Matthias suchte ihren Blick, der voller Vertrauen auf ihm lag.
»Was würdest du denn am liebsten tun?«, stellte er ihr die Gegenfrage.
»Noch einmal mit Torsten reden«, lautete die prompte Antwort.
»Genau das hätte ich dir auch geraten«, erwiderte er mit zufriedenem Lächeln. »Um mit dieser Liebe abschließen zu können, musst du wissen, warum Herr Richter ohne ein Wort gegangen ist. Aber vielleicht wird dieses Gespräch ja auch ein Neubeginn für euch beide werden. Die Dinge sind oft anders, als sie scheinen.«
Während in Ruhweiler die Sonne vom blauen Himmel strahlte, lag über Frankfurt eine dicke Wolkendecke.
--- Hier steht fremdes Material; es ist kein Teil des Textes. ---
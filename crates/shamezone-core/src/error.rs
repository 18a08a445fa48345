//! Core error types for shamezone-core.
//!
//! Invalid input to the goal store never reaches these types: it is a
//! silent no-op. What is left are failures of the collaborators the core
//! talks to (storage, notifier) and configuration/validation problems.

use std::path::PathBuf;
use thiserror::Error;

/// Core error type for shamezone-core.
#[derive(Error, Debug)]
pub enum CoreError {
    /// Persistence-related errors
    #[error("Storage error: {0}")]
    Storage(#[from] StorageError),

    /// Notification service errors
    #[error("Notification error: {0}")]
    Notification(#[from] NotificationError),

    /// Configuration-related errors
    #[error("Configuration error: {0}")]
    Config(#[from] ConfigError),

    /// Validation errors
    #[error("Validation error: {0}")]
    Validation(#[from] ValidationError),

    /// IO errors
    #[error("IO error: {0}")]
    Io(#[from] std::io::Error),

    /// Serialization/deserialization errors
    #[error("JSON error: {0}")]
    Json(#[from] serde_json::Error),
}

/// Storage-specific errors.
#[derive(Error, Debug)]
pub enum StorageError {
    /// Failed to open the backing database
    #[error("Failed to open database at {path}: {source}")]
    OpenFailed {
        path: PathBuf,
        #[source]
        source: rusqlite::Error,
    },

    /// Query execution failed
    #[error("Query failed: {0}")]
    QueryFailed(String),

    /// Database is locked
    #[error("Database is locked")]
    Locked,

    /// A stored value could not be decoded
    #[error("Stored value for '{key}' is corrupt: {message}")]
    Corrupt { key: String, message: String },

    /// A value could not be encoded for storage
    #[error("Failed to encode value for '{key}': {message}")]
    Encode { key: String, message: String },

    /// The data directory could not be resolved or created
    #[error("Failed to access data directory: {0}")]
    DataDir(String),
}

/// Notification service errors.
#[derive(Error, Debug, Clone, PartialEq, Eq)]
pub enum NotificationError {
    /// The platform refused permission
    #[error("Notification permission denied")]
    PermissionDenied,

    /// The service rejected a schedule request
    #[error("Failed to schedule notification: {0}")]
    ScheduleFailed(String),

    /// Cancelling pending notifications failed
    #[error("Failed to cancel scheduled notifications: {0}")]
    CancelFailed(String),

    /// Any other service failure
    #[error("Notification service unavailable: {0}")]
    Unavailable(String),
}

/// Configuration-specific errors.
#[derive(Error, Debug)]
pub enum ConfigError {
    /// Failed to load configuration
    #[error("Failed to load configuration from {path}: {message}")]
    LoadFailed { path: PathBuf, message: String },

    /// Failed to save configuration
    #[error("Failed to save configuration to {path}: {message}")]
    SaveFailed { path: PathBuf, message: String },

    /// Invalid configuration value
    #[error("Invalid configuration value for '{key}': {message}")]
    InvalidValue { key: String, message: String },

    /// Unknown configuration key
    #[error("Unknown configuration key: {0}")]
    UnknownKey(String),
}

/// Validation errors.
#[derive(Error, Debug, Clone, PartialEq)]
pub enum ValidationError {
    /// Invalid value
    #[error("Invalid value for '{field}': {message}")]
    InvalidValue { field: String, message: String },

    /// Unknown enum name
    #[error("Unknown {kind}: '{value}'")]
    UnknownName { kind: &'static str, value: String },
}

impl ValidationError {
    pub fn invalid(field: &str, message: impl Into<String>) -> Self {
        ValidationError::InvalidValue {
            field: field.to_string(),
            message: message.into(),
        }
    }
}

impl From<rusqlite::Error> for StorageError {
    fn from(err: rusqlite::Error) -> Self {
        match &err {
            rusqlite::Error::SqliteFailure(e, _msg) => {
                if e.code == rusqlite::ErrorCode::DatabaseLocked {
                    StorageError::Locked
                } else {
                    StorageError::QueryFailed(err.to_string())
                }
            }
            _ => StorageError::QueryFailed(err.to_string()),
        }
    }
}

impl From<rusqlite::Error> for CoreError {
    fn from(err: rusqlite::Error) -> Self {
        CoreError::Storage(err.into())
    }
}

/// Result type alias for CoreError
pub type Result<T, E = CoreError> = std::result::Result<T, E>;
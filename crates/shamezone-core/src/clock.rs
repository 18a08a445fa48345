//! Injectable wall clock.
//!
//! Every date-bucketing decision in the core (today's log key, streak walk,
//! reminder days) goes through a [`Clock`]. The clock is pinned to one UTC
//! offset for the whole session so that a log written just before midnight
//! and a streak computed just after it agree on which calendar day it was.

use chrono::{DateTime, FixedOffset, Local, NaiveDate, Offset, Utc};
use std::cell::Cell;

/// Timestamp type used throughout the core.
pub type Timestamp = DateTime<FixedOffset>;

pub trait Clock {
    /// Current instant, expressed in the clock's pinned offset.
    fn now(&self) -> Timestamp;

    /// Calendar date of `now()` in the pinned offset.
    fn today(&self) -> NaiveDate {
        self.now().date_naive()
    }
}

/// System clock pinned to a fixed offset.
#[derive(Debug, Clone, Copy)]
pub struct SystemClock {
    offset: FixedOffset,
}

impl SystemClock {
    /// Pin to the device-local offset as of now.
    pub fn local() -> Self {
        Self {
            offset: *Local::now().offset(),
        }
    }

    /// Pin to an explicit offset in minutes east of UTC.
    ///
    /// Falls back to UTC when the offset is out of range.
    pub fn with_offset_minutes(minutes: i32) -> Self {
        let offset = FixedOffset::east_opt(minutes * 60).unwrap_or_else(|| Utc.fix());
        Self { offset }
    }

    pub fn offset(&self) -> FixedOffset {
        self.offset
    }
}

impl Clock for SystemClock {
    fn now(&self) -> Timestamp {
        Utc::now().with_timezone(&self.offset)
    }
}

/// Manually driven clock for tests and previews.
#[derive(Debug, Clone)]
pub struct FixedClock {
    now: Cell<Timestamp>,
}

impl FixedClock {
    pub fn new(now: Timestamp) -> Self {
        Self {
            now: Cell::new(now),
        }
    }

    pub fn set(&self, now: Timestamp) {
        self.now.set(now);
    }

    pub fn advance(&self, by: chrono::Duration) {
        self.now.set(self.now.get() + by);
    }
}

impl Clock for FixedClock {
    fn now(&self) -> Timestamp {
        self.now.get()
    }
}

impl<C: Clock + ?Sized> Clock for &C {
    fn now(&self) -> Timestamp {
        (**self).now()
    }
}

impl<C: Clock + ?Sized> Clock for Box<C> {
    fn now(&self) -> Timestamp {
        (**self).now()
    }
}

impl<C: Clock + ?Sized> Clock for std::rc::Rc<C> {
    fn now(&self) -> Timestamp {
        (**self).now()
    }
}

/// Calendar date of `ts` as seen from the clock's offset.
pub fn local_date(ts: &Timestamp, now: &Timestamp) -> NaiveDate {
    ts.with_timezone(now.offset()).date_naive()
}

/// ISO `YYYY-MM-DD` key used in progress logs.
pub fn iso_date(date: NaiveDate) -> String {
    date.format("%Y-%m-%d").to_string()
}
Torsten saß in seiner Wohnung am Fenster und starrte in das Grau hinein, in das genauso grau der Messeturm ragte, umgeben von anderen grauen Hochbauten. Aus der Straßenschlucht drangen Verkehrsgeräusche und schlechte Luft zu ihm hinauf ins Zimmer.
Spätnachmittagsverkehr.
Zum zigsten Mal nahm er den Arbeitsvertrag in die Hand. Er hatte ihn unterschrieben. Schließlich brauchte er diesen Job. Morgen sollte es losgehen. Übermorgen würde er schon mit dem gelben Helm auf dem Kopf auf der Baustelle in der Nähe von Florenz stehen, umgeben von kreischenden Maschinen und fremden Menschen. Bisher hatte ihm die Eingewöhnung in ein neues Projekt nichts ausgemacht. Im Gegenteil. Es hatte ihn gereizt, ein neues Land und neue Kollegen kennenzulernen. Aber bis heute hatte er dafür auch nichts zurücklassen müssen. Sehnsucht? Hatte er nicht gekannt. Stets hatte er all das bei sich gehabt, was ihm wichtig gewesen war, was er gebraucht hatte. Nun war es anders. Sein Herz blieb in Deutschland. In Ruhweiler. Bei der Frau, die er liebte wie bisher keine zuvor. Amelie war aber auch die Frau, die ihn verletzt hatte wie keine andere bisher.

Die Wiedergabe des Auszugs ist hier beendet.